Ancak, bunların tüm dindarlara, tarikat ve cemaatlere sövülmelerine sebebiyet verdikleri için bu durumun diğer günahlardan çok farklı olduğunu düşünüyorum.

Yine her şeyin en iyisini Allah(cc) bilir, biz O'nun ne yapıp yapmayacağına karışamayız.

Bu ahlaksız adamın yaptığı ahlaksızlığı kullanarak ahlaklı insanları itibarsızlaşmaya çalışan ahlaksızları şiddetle kınıyorum.

Bu ahlaksızlığı Ensar üzerinden sürekli yapmaktalar. İnsanda birazcık vicdan olur. Bir kişinin yaptığı ahlaksızlık üzerinden tüm topluluk nasıl kötülenebilir?

-İmanı olmayanın vicdanı bir yere kadar oluyor demek ki!

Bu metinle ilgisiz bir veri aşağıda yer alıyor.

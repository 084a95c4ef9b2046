//! Error types for the codec crate.

use thiserror::Error;

/// Result type for codec operations.
pub type CodecResult<T> = Result<T, CodecError>;

/// Errors that can occur during encoding or decoding.
#[derive(Error, Debug, Clone, PartialEq, Eq)]
pub enum CodecError {
    /// The buffer ends before the value does.
    #[error("buffer too small: {needed} bytes needed at position {position}, {available} available")]
    BufferTooSmall {
        /// Position of the access.
        position: usize,
        /// Number of bytes the access needed.
        needed: usize,
        /// Number of bytes left after `position`.
        available: usize,
    },

    /// A length header is smaller than the header itself or inconsistent
    /// with the payload.
    #[error("invalid length header {length} at position {position}")]
    InvalidLength {
        /// The decoded header value.
        length: u32,
        /// Position of the header.
        position: usize,
    },

    /// A variable-size value does not fit in a 4-byte length header.
    #[error("value of {size} bytes exceeds the length header range")]
    ValueTooLarge {
        /// The encoded size of the value.
        size: usize,
    },

    /// Invalid UTF-8 string.
    #[error("invalid UTF-8 string")]
    InvalidUtf8,

    /// An integer does not fit in the configured byte width.
    #[error("value {value} does not fit in {width} bytes")]
    OutOfRange {
        /// The rejected value.
        value: i64,
        /// The configured width.
        width: usize,
    },

    /// A small integer codec was configured with an unsupported width.
    #[error("unsupported integer width: {width}")]
    InvalidWidth {
        /// The rejected width.
        width: usize,
    },
}
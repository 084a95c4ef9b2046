//! # geostore Storage
//!
//! Segmented memory for geostore.
//!
//! This crate provides the lowest-level storage abstraction for geostore.
//! A [`Memory`] hands out fixed-size, lazily allocated [`Segment`]s that are
//! **opaque byte regions** - the memory does not interpret the data it stores.
//!
//! ## Design Principles
//!
//! - A memory is a table of segments, all of the same size
//! - `segment(i)` always returns the same segment object for the same index
//! - No knowledge of codecs, lists or maps
//! - Must be `Send + Sync`: segment-table growth is synchronised
//!
//! ## Available Backends
//!
//! - [`Memory::on_heap`] - zeroed heap buffers
//! - [`Memory::off_heap`] - anonymous memory maps outside the allocator
//! - [`Memory::mapped_file`] - one growing memory-mapped file
//! - [`Memory::mapped_directory`] - one memory-mapped file per segment
//!
//! ## Example
//!
//! ```rust
//! use geostore_storage::Memory;
//!
//! let memory = Memory::on_heap(1024).unwrap();
//! let segment = memory.segment(0).unwrap();
//! segment.write(|bytes| bytes[..5].copy_from_slice(b"hello")).unwrap();
//! let data = segment.read(|bytes| bytes[..5].to_vec()).unwrap();
//! assert_eq!(&data, b"hello");
//! ```

#![deny(unsafe_code)]
#![warn(missing_docs)]

mod directory;
mod error;
mod file;
mod heap;
mod memory;
mod segment;

pub use directory::MappedDirectoryMemory;
pub use error::{StorageError, StorageResult};
pub use file::MappedFileMemory;
pub use heap::{HeapMemory, OffHeapMemory};
pub use memory::{Memory, MemoryKind, DEFAULT_MAPPED_SEGMENT_SIZE, DEFAULT_SEGMENT_SIZE};
pub use segment::Segment;
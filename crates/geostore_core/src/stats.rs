//! Import statistics.
//!
//! Counters are passed by reference into the import routines rather than
//! kept in globals, so concurrent imports each get their own numbers.
//!
//! # Usage
//!
//! ```
//! use geostore_core::ImportStats;
//!
//! let stats = ImportStats::new();
//! // ... pass &stats to import_entries / resolve_references ...
//! let snapshot = stats.snapshot();
//! assert_eq!(snapshot.entries_written, 0);
//! ```

use serde::{Deserialize, Serialize};
use std::sync::atomic::{AtomicU64, Ordering};

/// Counters for one import run.
///
/// All counters are atomic and can be read while writers are flushing.
#[derive(Debug, Default)]
pub struct ImportStats {
    /// Entries handed to a map through a batch flush.
    entries_written: AtomicU64,
    /// Batches flushed.
    batches_flushed: AtomicU64,
    /// References resolved to a value.
    references_resolved: AtomicU64,
    /// References with no value in the cache.
    references_missing: AtomicU64,
    /// Failed flushes or lookups.
    errors: AtomicU64,
}

impl ImportStats {
    /// Creates zeroed counters.
    #[must_use]
    pub fn new() -> Self {
        Self::default()
    }

    pub(crate) fn record_batch(&self, entries: u64) {
        self.batches_flushed.fetch_add(1, Ordering::Relaxed);
        self.entries_written.fetch_add(entries, Ordering::Relaxed);
    }

    pub(crate) fn record_references(&self, resolved: u64, missing: u64) {
        self.references_resolved
            .fetch_add(resolved, Ordering::Relaxed);
        self.references_missing.fetch_add(missing, Ordering::Relaxed);
    }

    pub(crate) fn record_error(&self) {
        self.errors.fetch_add(1, Ordering::Relaxed);
    }

    /// Returns the number of entries written.
    pub fn entries_written(&self) -> u64 {
        self.entries_written.load(Ordering::Relaxed)
    }

    /// Returns the number of batches flushed.
    pub fn batches_flushed(&self) -> u64 {
        self.batches_flushed.load(Ordering::Relaxed)
    }

    /// Returns the number of references resolved.
    pub fn references_resolved(&self) -> u64 {
        self.references_resolved.load(Ordering::Relaxed)
    }

    /// Returns the number of references that had no value.
    pub fn references_missing(&self) -> u64 {
        self.references_missing.load(Ordering::Relaxed)
    }

    /// Returns the number of errors.
    pub fn errors(&self) -> u64 {
        self.errors.load(Ordering::Relaxed)
    }

    /// Returns a snapshot of all counters.
    pub fn snapshot(&self) -> ImportSnapshot {
        ImportSnapshot {
            entries_written: self.entries_written(),
            batches_flushed: self.batches_flushed(),
            references_resolved: self.references_resolved(),
            references_missing: self.references_missing(),
            errors: self.errors(),
        }
    }
}

/// A point-in-time copy of [`ImportStats`].
#[derive(Debug, Clone, PartialEq, Eq, Default, Serialize, Deserialize)]
pub struct ImportSnapshot {
    /// Entries written.
    pub entries_written: u64,
    /// Batches flushed.
    pub batches_flushed: u64,
    /// References resolved.
    pub references_resolved: u64,
    /// References missing.
    pub references_missing: u64,
    /// Errors.
    pub errors: u64,
}
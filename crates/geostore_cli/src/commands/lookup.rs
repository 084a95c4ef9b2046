//! Lookup command implementation.

use crate::manifest::{CacheManifest, CliResult};
use geostore_codec::Coordinate;
use geostore_core::DataMap;
use serde::Serialize;
use std::path::Path;

/// One looked-up node.
#[derive(Debug, PartialEq, Serialize)]
pub struct LookupEntry {
    /// Node id.
    pub id: i64,
    /// Its coordinate, if cached.
    pub coordinate: Option<Coordinate>,
}

/// Looks up `ids` in the coordinate map of the cache at `path`.
pub fn run(path: &Path, ids: &[i64]) -> CliResult<Vec<LookupEntry>> {
    let manifest = CacheManifest::read(path)?;
    let map = manifest.open_coordinates()?;
    let coordinates = map.get_all(ids)?;
    map.close()?;

    Ok(ids
        .iter()
        .zip(coordinates)
        .map(|(id, coordinate)| LookupEntry {
            id: *id,
            coordinate,
        })
        .collect())
}

/// Prints lookup results as text or JSON.
pub fn print(entries: &[LookupEntry], format: &str) -> CliResult<()> {
    match format {
        "json" => println!("{}", serde_json::to_string_pretty(entries)?),
        _ => {
            for entry in entries {
                match entry.coordinate {
                    Some(c) => println!("{}\t{:.7}\t{:.7}", entry.id, c.lon, c.lat),
                    None => println!("{}\tmissing", entry.id),
                }
            }
        }
    }
    Ok(())
}
//! Batched ingestion and reference resolution across crates.

use geostore_codec::{Coordinate, CoordinateDataType};
use geostore_core::{import_entries, resolve_references, BatchWriter, DataMap, ImportStats};
use geostore_storage::MemoryKind;
use geostore_testkit::prelude::*;
use parking_lot::Mutex;

#[test]
fn batch_writer_then_resolve() {
    let fixture = TestMemory::new();
    let config = fixture.config(MemoryKind::MappedFile, 4096).batch_size(16);
    let map = Mutex::new(config.dense_map("coordinates", CoordinateDataType).unwrap());
    let stats = ImportStats::new();

    let mut writer = BatchWriter::with_batch_size(&map, &stats, config.batch_size);
    for id in 0..100 {
        writer.add(id, node_coordinate(id)).unwrap();
    }
    writer.finish().unwrap();
    assert_eq!(stats.entries_written(), 100);
    assert_eq!(stats.batches_flushed(), 7);

    let map = map.into_inner();
    let way = resolve_references(&map, &[5, 6, 99], &stats).unwrap().unwrap();
    assert_eq!(way, vec![node_coordinate(5), node_coordinate(6), node_coordinate(99)]);

    let broken = resolve_references(&map, &[5, 1_000], &stats).unwrap();
    assert!(broken.is_none());
    assert_eq!(stats.references_missing(), 1);
}

#[test]
fn import_into_sorted_map() {
    let fixture = TestMemory::new();
    let config = fixture.config(MemoryKind::MappedDirectory, 1024);
    let map = Mutex::new(config.sorted_map("nodes", CoordinateDataType).unwrap());
    let stats = ImportStats::new();
    let entries: Vec<(i64, Coordinate)> = (0..50).map(|i| (i * 1_000, node_coordinate(i))).collect();

    let written = import_entries(&map, entries.clone(), 8, &stats).unwrap();
    assert_eq!(written, 50);
    assert_eq!(stats.batches_flushed(), 7);

    let map = map.into_inner();
    assert_eq!(map.len(), 50);
    for (key, coordinate) in &entries {
        assert_eq!(map.get(*key).unwrap(), Some(*coordinate));
    }
    assert_eq!(map.get(999).unwrap(), None);
    map.clean().unwrap();
}

#[test]
fn out_of_order_import_is_reported() {
    let fixture = TestMemory::new();
    let map = Mutex::new(fixture.sorted_map(MemoryKind::OnHeap, "nodes", 1024, CoordinateDataType));
    let stats = ImportStats::new();
    let entries = [(5, node_coordinate(5)), (2, node_coordinate(2))];

    assert!(import_entries(&map, entries, 8, &stats).is_err());
    assert_eq!(stats.errors(), 1);
}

Allah(cc)'tan korkmayan insandan her türlü vicdansızlık beklenebilir.

Allah(cc) herkese akıl feraset en önemlisi hidayet versin!

Sormadınız ama ben sorayım.

-Hiç hak etmedikleri halde bu kadar karalama ve aşağılamaya maruz kalan tarikat ve cemaatler bu saldırılar karşısında ne yapıyor?

Her zaman ki gibi birkaç hocanın dışında 'İT ÜRÜR KERVAN YÜRÜR' atasözümüz mucibince işlerine bakıyor.

-Doğru mu?

Doğru olmakla birlikte ben daha fazlası yapılmalı diyorum.

Çünkü, bu karalama propagandalarının etkisinde kalabilecek ahmak Müslümanların olduğunu da hesaba katarak bunların etkilerinin en aza indirilmesinin gerekliliğine de inanıyorum.

-Neler yapılabilir?

Mesela, Uşşaki ve buna benzer yapılar ile ilgili araştırmalar yaptırılarak bunların arkasında kimlerin, amaçlarının ne, İslamla alakalarının hangi ölçülerde olduğu ortaya konularak kamuoyuyla paylaşılabilir.

Tarikat ve cemaatlere yönelik yapılan hakaretleri yapanlarla yasal mücadele yapılabilir.

Yasal çerçeve içerisinde yapılabilecek çok şey olup yapılmalıdır da.

Bu mücadeleyi verebilmek için yapılması gereken en önemli yollarından biri olan birlikte mücadele edebilme iradesinin kurumsal bir yapıya kavuşturulmasıdır.

Zor ama en önemlisi de bu olsa gerek!